Look how far we've come. We're more co-operative and peaceful than we've ever been in our entire history. I have faith in the human race. Technology is bringing movements together. Can it also geo-engineer us out of catastrophe? If anyone in the history of time has the chance to find out, we're it.

4 comments:

  1. I would debate with some of the points you made here, if you don't mind;).
    Ok - maybe the early XX century people didn't have our technology, but the dependance on technology is exactly the reason why we are more vulnerable then people hundred years ago. If all this mess happened in 1900, ok, it still would be a mess, but that time so much more people lived in the countryside, cultivated the land, were tuned with the rythm of the nature so they would cope better with the extreme weather, or poor harvest, etc.
    We do have better technology now, but how much of it is actually practical (not virtual). I think we are much worse of now then we would be then.

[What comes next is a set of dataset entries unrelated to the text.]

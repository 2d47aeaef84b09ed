// Defensive projection of agent JSON onto stage schemas. Every accessor
// records a warning when it has to substitute a default.

use serde_json::{Map, Value};

/// The object to project from. A top-level array contributes its last
/// object element; anything else projects as an empty object.
pub fn root_object(value: Value, warnings: &mut Vec<String>) -> Map<String, Value> {
    match value {
        Value::Object(map) => map,
        Value::Array(items) => {
            warnings.push("answer was an array; using its last object".to_string());
            items
                .into_iter()
                .rev()
                .find_map(|v| match v {
                    Value::Object(map) => Some(map),
                    _ => None,
                })
                .unwrap_or_default()
        }
        other => {
            warnings.push(format!("answer was not an object: {}", kind_of(&other)));
            Map::new()
        }
    }
}

/// A list of strings. `None` when the field is absent or null, so callers
/// can tell "not provided" from "explicitly empty".
pub fn optional_string_list(
    obj: &Map<String, Value>,
    key: &str,
    warnings: &mut Vec<String>,
) -> Option<Vec<String>> {
    match obj.get(key) {
        None | Some(Value::Null) => None,
        Some(Value::Array(items)) => {
            let mut out = Vec::with_capacity(items.len());
            let mut dropped = 0usize;
            for item in items {
                match item {
                    Value::String(s) if !s.trim().is_empty() => out.push(s.trim().to_string()),
                    Value::Number(n) => out.push(n.to_string()),
                    _ => dropped += 1,
                }
            }
            if dropped > 0 {
                warnings.push(format!("{key}: dropped {dropped} non-text entries"));
            }
            Some(out)
        }
        // A lone string is a one-element list.
        Some(Value::String(s)) if !s.trim().is_empty() => Some(vec![s.trim().to_string()]),
        Some(other) => {
            warnings.push(format!("{key}: expected a list, got {}; defaulted to []", kind_of(other)));
            Some(Vec::new())
        }
    }
}

/// A list of strings defaulting to `[]` when absent.
pub fn string_list(obj: &Map<String, Value>, key: &str, warnings: &mut Vec<String>) -> Vec<String> {
    optional_string_list(obj, key, warnings).unwrap_or_else(|| {
        warnings.push(format!("{key}: missing; defaulted to []"));
        Vec::new()
    })
}

/// A non-blank string field.
pub fn text(obj: &Map<String, Value>, key: &str) -> Option<String> {
    match obj.get(key)? {
        Value::String(s) if !s.trim().is_empty() => Some(s.trim().to_string()),
        Value::Number(n) => Some(n.to_string()),
        _ => None,
    }
}

/// An enum-like field parsed with `parse`, defaulting with a warning when
/// missing or unrecognized.
pub fn parsed<T: Copy + std::fmt::Debug>(
    obj: &Map<String, Value>,
    key: &str,
    parse: impl Fn(&str) -> Option<T>,
    default: T,
    warnings: &mut Vec<String>,
) -> T {
    match obj.get(key) {
        Some(Value::String(s)) => parse(s).unwrap_or_else(|| {
            warnings.push(format!("{key}: unrecognized value {s:?}; defaulted to {default:?}"));
            default
        }),
        None | Some(Value::Null) => {
            warnings.push(format!("{key}: missing; defaulted to {default:?}"));
            default
        }
        Some(other) => {
            warnings.push(format!("{key}: expected text, got {}; defaulted to {default:?}", kind_of(other)));
            default
        }
    }
}

pub fn kind_of(value: &Value) -> &'static str {
    match value {
        Value::Null => "null",
        Value::Bool(_) => "boolean",
        Value::Number(_) => "number",
        Value::String(_) => "string",
        Value::Array(_) => "array",
        Value::Object(_) => "object",
    }
}
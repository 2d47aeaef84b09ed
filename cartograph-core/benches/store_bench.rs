// Benchmark snapshot save/diff on the filesystem store and agent-output normalization.

use criterion::{BenchmarkId, Criterion, criterion_group, criterion_main};

use cartograph_core::normalize::normalize;
use cartograph_core::store::{FsGraphStore, GraphSnapshot, GraphStore};
use cartograph_graph::{KnowledgeGraph, KnowledgeGraphNode, NodeType};

/// Synthetic module graph: node `i` depends on a few earlier nodes.
fn build_graph(node_count: usize, salt: usize) -> KnowledgeGraph {
    let nodes = (0..node_count)
        .map(|i| {
            let deps: Vec<String> = [1, 7, 31]
                .iter()
                .filter(|&&step| i >= step)
                .map(|step| format!("mod_{}", i - step))
                .collect();
            let mut node = KnowledgeGraphNode::new(format!("mod_{i}"), NodeType::Module)
                .with_dependencies(deps);
            if i % 10 == salt % 10 {
                node.name = format!("mod_{i}_v{salt}");
            }
            node
        })
        .collect();
    KnowledgeGraph::from_nodes(nodes)
}

fn bench_save(c: &mut Criterion) {
    let rt = tokio::runtime::Runtime::new().expect("runtime");
    let mut group = c.benchmark_group("store_save");
    group.sample_size(20);

    for node_count in [100, 1_000, 5_000] {
        let snapshot = GraphSnapshot::from_graph(build_graph(node_count, 0));
        let dir = tempfile::tempdir().expect("tempdir");
        let store = FsGraphStore::new(dir.path());

        group.bench_with_input(BenchmarkId::new("nodes", node_count), &snapshot, |b, s| {
            b.iter(|| rt.block_on(store.save(s)).expect("save"));
        });
    }

    group.finish();
}

fn bench_diff(c: &mut Criterion) {
    let rt = tokio::runtime::Runtime::new().expect("runtime");
    let mut group = c.benchmark_group("store_diff");

    for node_count in [100, 1_000, 5_000] {
        let dir = tempfile::tempdir().expect("tempdir");
        let store = FsGraphStore::new(dir.path());
        let a = rt
            .block_on(store.save(&GraphSnapshot::from_graph(build_graph(node_count, 1))))
            .expect("save a");
        let b_version = rt
            .block_on(store.save(&GraphSnapshot::from_graph(build_graph(node_count, 2))))
            .expect("save b");

        group.bench_function(BenchmarkId::new("nodes", node_count), |b| {
            b.iter(|| rt.block_on(store.diff(a, b_version)).expect("diff"));
        });
    }

    group.finish();
}

fn bench_normalize(c: &mut Criterion) {
    let mut group = c.benchmark_group("normalize");

    let payload = serde_json::json!({
        "nodes": (0..200)
            .map(|i| serde_json::json!({"id": format!("mod_{i}"), "type": "module"}))
            .collect::<Vec<_>>()
    })
    .to_string();
    let envelope = serde_json::json!({"type": "result", "result": payload}).to_string();
    let stream = format!(
        "{}\n{}\n{}",
        serde_json::json!({"type": "system", "subtype": "init"}),
        serde_json::json!({"type": "assistant", "message": {"content": "working"}}),
        envelope
    );
    let fenced = format!("Here is the graph:\n```json\n{payload}\n```\nDone.");

    group.bench_function("envelope_stream", |b| b.iter(|| normalize(&stream)));
    group.bench_function("fenced_text", |b| b.iter(|| normalize(&fenced)));
    group.bench_function("plain_text", |b| {
        b.iter(|| normalize("The change looks low risk; no structured output."));
    });

    group.finish();
}

criterion_group!(benches, bench_save, bench_diff, bench_normalize);
criterion_main!(benches);
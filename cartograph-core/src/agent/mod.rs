//! Gateway to the external code-analysis agent.
//!
//! A gateway turns a prompt into exactly one [`AgentOutcome`]. It never
//! retries and never interprets the payload; decoding the agent's output is
//! the job of [`crate::normalize`].

pub mod anthropic;
pub mod cli;
pub mod scripted;

use std::fmt;
use std::path::Path;
use std::time::Duration;

use serde::{Deserialize, Serialize};

use crate::config::{AgentBackend, AgentSection};
use crate::error::AgentError;

pub use anthropic::AnthropicAgent;
pub use cli::CliAgent;
pub use scripted::ScriptedAgent;

/// A one-line transcript ending in a successful `result` record carrying
/// `payload`, the shape the command-line agent emits.
pub fn result_record(payload: &str) -> String {
    serde_json::json!({
        "type": "result",
        "subtype": "success",
        "is_error": false,
        "result": payload,
    })
    .to_string()
}

/// Why an agent invocation produced no output.
#[derive(Debug, Clone, Copy, PartialEq, Eq, Hash, Serialize, Deserialize)]
#[serde(rename_all = "snake_case")]
pub enum FailureReason {
    /// Spawn or I/O failure, or a non-zero exit.
    ProcessError,
    /// The wall-clock limit elapsed.
    Timeout,
}

impl FailureReason {
    pub fn as_str(self) -> &'static str {
        match self {
            Self::ProcessError => "process_error",
            Self::Timeout => "timeout",
        }
    }
}

impl fmt::Display for FailureReason {
    fn fmt(&self, f: &mut fmt::Formatter<'_>) -> fmt::Result {
        f.write_str(self.as_str())
    }
}

/// Result of a single agent invocation.
#[derive(Debug, Clone, PartialEq, Eq, Serialize, Deserialize)]
#[serde(tag = "outcome", rename_all = "snake_case")]
pub enum AgentOutcome {
    Success { raw_output: String },
    Failure { reason: FailureReason, detail: String },
}

impl AgentOutcome {
    pub fn success(raw_output: impl Into<String>) -> Self {
        Self::Success {
            raw_output: raw_output.into(),
        }
    }

    pub fn failure(reason: FailureReason, detail: impl Into<String>) -> Self {
        Self::Failure {
            reason,
            detail: detail.into(),
        }
    }

    pub fn is_success(&self) -> bool {
        matches!(self, Self::Success { .. })
    }
}

/// Trait for invoking the analysis agent.
#[async_trait::async_trait]
pub trait AgentGateway: Send + Sync + std::fmt::Debug {
    /// Backend name for logging.
    fn name(&self) -> &str;

    /// Run the agent once with `prompt` inside `working_dir`, giving up after
    /// `timeout`.
    async fn invoke(&self, prompt: &str, working_dir: &Path, timeout: Duration) -> AgentOutcome;
}

/// Create a gateway from the `[agent]` config section.
pub fn create_gateway(config: &AgentSection) -> Result<Box<dyn AgentGateway>, AgentError> {
    match config.backend {
        AgentBackend::Cli => Ok(Box::new(CliAgent::from_config(config)?)),
        AgentBackend::Anthropic => {
            let api_key = std::env::var(&config.api_key_env).map_err(|_| {
                AgentError::Config(format!(
                    "environment variable {} is not set",
                    config.api_key_env
                ))
            })?;
            Ok(Box::new(AnthropicAgent::from_config(config, api_key)?))
        }
    }
}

    Other thing - you say that we are much more cooperative and peaceful then we used to be. But are we? I remember how struck I was when I read statistics about civilian casualities of war trough the centuries. Hundreds years ago civilians were only a small percentage of war victims. Now, when we are supposedly more advanced, they are majority of casualities. Actually the safest people during the war are soldiers. Where is the progress in that?

    I think we are living in barbaric times, and this fact is covered by the blindness caused by glamour of technology, and colorful, loud noise of information we are exposed to in the West.
    Rest of the world doesn't have this illusion. People of Africa or Middle East, they know - it's been worse then ever. The hypocrisy of governments and institution has reached unimaginable dimentions.

    Sorry for being negative here, but I think to make a progress first we have to face the reality.

    I see it in this way - up to begenning of XX century we were going into right direction - towards bigger unity, justice, humanism, there were beatiful social movements based on the principles of brotherhood and enlightment. But then it was crushed, and now we live just in one, not even too good version of reality.
    We still have the movements, beatiful ideas, but they seem to be accepted only by the margin of society, they are not massive...

    But maybe something is chanaging now, I want to belive that we are reaching a critical mass and people will reclaim the future stolen by banks and governments.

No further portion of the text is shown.